§ **Problem statement**
Report each line of the records where "types" occurs.

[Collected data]
----

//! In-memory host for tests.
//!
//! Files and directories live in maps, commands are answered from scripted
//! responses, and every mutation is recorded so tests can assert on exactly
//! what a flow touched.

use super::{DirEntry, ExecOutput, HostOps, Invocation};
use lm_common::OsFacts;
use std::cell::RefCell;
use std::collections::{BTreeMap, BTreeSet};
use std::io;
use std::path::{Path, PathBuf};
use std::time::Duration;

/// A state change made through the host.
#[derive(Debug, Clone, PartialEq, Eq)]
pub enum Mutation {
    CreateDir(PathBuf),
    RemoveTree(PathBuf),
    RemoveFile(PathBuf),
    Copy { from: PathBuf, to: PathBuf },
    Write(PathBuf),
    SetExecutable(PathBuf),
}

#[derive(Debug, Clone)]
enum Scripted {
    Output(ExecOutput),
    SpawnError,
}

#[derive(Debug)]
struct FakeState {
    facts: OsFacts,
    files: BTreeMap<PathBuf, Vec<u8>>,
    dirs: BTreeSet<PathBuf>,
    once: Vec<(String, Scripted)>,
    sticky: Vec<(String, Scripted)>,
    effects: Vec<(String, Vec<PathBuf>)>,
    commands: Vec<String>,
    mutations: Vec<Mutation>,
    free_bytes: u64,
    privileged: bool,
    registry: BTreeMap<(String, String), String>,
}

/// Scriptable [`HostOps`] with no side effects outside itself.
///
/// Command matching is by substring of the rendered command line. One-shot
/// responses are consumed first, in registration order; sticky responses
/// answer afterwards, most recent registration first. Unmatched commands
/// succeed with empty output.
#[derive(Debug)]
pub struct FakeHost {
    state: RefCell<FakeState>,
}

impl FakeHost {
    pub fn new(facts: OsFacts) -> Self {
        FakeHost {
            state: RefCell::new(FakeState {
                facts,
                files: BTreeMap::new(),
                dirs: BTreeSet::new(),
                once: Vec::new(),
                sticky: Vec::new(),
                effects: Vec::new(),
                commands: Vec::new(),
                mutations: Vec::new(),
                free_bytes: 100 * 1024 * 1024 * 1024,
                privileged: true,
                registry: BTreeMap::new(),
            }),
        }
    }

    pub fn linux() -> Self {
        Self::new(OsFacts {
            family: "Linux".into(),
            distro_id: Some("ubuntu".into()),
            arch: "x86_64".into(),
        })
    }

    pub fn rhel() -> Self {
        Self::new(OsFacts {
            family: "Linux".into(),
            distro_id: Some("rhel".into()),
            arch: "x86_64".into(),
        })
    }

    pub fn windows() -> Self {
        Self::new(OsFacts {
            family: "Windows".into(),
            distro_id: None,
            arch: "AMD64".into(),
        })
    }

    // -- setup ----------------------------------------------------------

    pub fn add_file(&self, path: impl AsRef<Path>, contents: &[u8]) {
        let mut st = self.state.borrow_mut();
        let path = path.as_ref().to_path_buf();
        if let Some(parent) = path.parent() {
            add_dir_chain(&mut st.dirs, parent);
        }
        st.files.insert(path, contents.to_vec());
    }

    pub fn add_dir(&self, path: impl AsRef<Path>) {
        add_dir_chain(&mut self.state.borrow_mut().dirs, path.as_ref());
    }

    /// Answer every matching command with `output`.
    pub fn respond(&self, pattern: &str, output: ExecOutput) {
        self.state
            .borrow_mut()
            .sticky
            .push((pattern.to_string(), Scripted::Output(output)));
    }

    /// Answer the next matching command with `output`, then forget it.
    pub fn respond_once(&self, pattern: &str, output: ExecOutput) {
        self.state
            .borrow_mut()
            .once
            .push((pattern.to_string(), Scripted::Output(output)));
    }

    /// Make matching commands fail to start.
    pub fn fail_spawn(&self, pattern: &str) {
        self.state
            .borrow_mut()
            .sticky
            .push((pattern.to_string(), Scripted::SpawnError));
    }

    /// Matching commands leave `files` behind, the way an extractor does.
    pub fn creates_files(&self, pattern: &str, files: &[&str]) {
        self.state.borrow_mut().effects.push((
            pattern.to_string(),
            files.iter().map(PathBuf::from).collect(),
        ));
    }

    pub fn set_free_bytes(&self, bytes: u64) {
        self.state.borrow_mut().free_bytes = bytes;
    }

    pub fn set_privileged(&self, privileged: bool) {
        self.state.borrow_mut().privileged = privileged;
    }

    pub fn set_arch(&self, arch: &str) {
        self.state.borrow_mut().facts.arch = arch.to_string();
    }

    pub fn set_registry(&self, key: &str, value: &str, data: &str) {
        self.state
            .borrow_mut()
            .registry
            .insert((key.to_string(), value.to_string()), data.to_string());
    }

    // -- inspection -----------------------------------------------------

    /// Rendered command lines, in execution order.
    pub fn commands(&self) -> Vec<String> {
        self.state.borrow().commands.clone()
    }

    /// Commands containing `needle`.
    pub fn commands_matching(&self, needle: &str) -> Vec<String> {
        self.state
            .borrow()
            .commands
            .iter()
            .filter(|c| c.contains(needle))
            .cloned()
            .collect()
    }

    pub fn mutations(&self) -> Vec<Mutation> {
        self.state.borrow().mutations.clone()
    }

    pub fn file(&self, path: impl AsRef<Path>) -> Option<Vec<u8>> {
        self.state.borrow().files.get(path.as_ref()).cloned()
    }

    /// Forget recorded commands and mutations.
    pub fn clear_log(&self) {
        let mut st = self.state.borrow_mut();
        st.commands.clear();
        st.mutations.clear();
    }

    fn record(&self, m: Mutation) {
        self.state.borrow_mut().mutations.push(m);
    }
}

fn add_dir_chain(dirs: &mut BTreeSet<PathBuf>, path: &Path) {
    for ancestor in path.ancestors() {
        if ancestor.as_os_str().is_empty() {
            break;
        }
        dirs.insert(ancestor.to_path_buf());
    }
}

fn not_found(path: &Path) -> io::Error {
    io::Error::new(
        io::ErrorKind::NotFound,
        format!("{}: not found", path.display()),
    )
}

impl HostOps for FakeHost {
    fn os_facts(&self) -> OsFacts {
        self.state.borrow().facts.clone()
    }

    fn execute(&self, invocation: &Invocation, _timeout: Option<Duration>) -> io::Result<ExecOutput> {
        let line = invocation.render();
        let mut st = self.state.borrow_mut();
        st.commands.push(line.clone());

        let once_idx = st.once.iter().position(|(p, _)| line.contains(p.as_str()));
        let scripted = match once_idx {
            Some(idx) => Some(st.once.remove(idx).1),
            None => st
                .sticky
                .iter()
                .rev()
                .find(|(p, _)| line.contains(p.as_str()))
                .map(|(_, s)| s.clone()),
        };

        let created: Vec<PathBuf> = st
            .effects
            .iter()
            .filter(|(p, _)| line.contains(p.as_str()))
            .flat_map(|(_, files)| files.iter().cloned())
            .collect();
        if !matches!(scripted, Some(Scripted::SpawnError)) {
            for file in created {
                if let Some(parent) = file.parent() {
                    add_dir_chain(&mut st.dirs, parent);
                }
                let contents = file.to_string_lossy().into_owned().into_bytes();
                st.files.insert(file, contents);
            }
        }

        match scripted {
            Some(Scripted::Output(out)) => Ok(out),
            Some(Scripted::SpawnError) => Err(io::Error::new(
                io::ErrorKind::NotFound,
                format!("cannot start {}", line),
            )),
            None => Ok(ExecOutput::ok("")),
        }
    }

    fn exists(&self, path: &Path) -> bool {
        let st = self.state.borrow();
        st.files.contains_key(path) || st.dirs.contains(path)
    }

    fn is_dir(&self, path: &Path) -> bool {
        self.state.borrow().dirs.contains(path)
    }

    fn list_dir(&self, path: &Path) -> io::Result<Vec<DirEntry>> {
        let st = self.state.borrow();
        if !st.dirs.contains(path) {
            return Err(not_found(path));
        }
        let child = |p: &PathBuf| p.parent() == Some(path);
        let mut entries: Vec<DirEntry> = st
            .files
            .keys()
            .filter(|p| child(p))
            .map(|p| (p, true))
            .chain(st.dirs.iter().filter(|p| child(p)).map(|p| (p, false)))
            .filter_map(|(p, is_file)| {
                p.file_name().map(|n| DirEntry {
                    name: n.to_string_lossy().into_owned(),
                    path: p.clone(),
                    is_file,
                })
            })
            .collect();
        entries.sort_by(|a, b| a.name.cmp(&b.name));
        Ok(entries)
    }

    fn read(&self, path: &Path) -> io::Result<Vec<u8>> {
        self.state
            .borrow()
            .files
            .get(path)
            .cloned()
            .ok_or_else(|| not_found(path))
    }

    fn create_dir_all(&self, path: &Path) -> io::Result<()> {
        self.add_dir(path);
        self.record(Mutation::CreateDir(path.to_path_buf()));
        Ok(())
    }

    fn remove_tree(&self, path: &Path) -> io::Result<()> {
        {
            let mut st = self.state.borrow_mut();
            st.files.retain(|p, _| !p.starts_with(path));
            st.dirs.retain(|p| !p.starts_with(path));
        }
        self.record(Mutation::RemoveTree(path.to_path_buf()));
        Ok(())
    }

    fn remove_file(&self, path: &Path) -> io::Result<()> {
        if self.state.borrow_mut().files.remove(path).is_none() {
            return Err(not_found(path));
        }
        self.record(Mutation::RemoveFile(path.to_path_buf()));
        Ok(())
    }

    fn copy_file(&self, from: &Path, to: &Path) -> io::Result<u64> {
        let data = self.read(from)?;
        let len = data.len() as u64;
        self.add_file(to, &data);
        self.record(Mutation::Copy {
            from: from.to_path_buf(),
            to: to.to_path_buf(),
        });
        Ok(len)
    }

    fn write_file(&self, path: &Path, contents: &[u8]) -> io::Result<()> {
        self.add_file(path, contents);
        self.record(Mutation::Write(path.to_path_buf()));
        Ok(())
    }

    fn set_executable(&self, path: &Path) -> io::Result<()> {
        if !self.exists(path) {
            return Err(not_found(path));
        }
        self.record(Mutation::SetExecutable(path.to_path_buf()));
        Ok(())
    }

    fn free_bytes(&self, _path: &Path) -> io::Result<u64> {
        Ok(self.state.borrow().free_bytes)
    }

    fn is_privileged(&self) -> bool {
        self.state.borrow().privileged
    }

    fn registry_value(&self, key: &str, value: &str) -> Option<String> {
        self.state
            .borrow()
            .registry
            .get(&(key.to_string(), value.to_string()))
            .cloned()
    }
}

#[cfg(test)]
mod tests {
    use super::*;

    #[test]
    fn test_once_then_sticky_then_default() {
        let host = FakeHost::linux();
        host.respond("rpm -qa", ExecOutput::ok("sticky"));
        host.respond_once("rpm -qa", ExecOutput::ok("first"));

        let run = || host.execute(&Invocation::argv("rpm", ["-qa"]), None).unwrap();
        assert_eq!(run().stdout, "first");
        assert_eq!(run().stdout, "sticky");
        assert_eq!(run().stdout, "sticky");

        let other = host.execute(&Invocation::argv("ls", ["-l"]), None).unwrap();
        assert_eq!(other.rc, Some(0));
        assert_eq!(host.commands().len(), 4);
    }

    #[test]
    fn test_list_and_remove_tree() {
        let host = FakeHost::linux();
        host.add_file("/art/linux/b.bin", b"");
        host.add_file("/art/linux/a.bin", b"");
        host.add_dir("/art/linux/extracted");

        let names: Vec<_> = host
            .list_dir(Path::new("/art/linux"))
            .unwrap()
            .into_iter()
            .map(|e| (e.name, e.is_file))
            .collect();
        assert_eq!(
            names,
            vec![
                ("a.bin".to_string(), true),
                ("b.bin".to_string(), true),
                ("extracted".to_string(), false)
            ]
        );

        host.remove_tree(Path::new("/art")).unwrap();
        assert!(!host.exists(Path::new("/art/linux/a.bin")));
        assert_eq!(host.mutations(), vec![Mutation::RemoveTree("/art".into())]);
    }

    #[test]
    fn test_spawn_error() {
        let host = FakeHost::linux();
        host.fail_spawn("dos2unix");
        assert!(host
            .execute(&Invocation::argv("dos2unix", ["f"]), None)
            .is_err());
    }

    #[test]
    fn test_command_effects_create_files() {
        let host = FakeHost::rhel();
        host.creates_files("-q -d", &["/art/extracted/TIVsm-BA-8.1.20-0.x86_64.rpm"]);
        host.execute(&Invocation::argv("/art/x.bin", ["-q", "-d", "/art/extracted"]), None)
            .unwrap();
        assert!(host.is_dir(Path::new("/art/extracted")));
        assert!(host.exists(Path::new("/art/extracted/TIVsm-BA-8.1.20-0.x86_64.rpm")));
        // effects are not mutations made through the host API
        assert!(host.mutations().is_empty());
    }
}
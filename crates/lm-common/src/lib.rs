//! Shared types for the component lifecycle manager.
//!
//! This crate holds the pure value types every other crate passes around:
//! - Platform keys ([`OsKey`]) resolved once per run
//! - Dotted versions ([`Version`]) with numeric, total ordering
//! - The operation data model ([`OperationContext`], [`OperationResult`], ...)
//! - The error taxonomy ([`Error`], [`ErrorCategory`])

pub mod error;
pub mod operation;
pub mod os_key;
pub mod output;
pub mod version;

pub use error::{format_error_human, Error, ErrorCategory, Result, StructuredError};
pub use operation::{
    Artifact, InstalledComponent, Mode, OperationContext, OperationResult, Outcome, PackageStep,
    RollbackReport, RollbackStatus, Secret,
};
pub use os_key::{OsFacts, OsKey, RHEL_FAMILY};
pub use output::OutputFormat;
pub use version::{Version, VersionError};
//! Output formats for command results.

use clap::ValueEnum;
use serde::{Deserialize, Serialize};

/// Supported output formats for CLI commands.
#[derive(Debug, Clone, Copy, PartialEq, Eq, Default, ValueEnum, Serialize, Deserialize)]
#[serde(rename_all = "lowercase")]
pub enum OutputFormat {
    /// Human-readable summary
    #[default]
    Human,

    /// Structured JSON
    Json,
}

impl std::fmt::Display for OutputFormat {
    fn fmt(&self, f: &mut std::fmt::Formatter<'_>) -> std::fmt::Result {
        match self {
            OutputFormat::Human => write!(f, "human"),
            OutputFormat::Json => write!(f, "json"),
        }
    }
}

----

§ **Written reply**
//! Shared types for the component lifecycle manager.
//! This crate holds the pure value types every other crate passes around:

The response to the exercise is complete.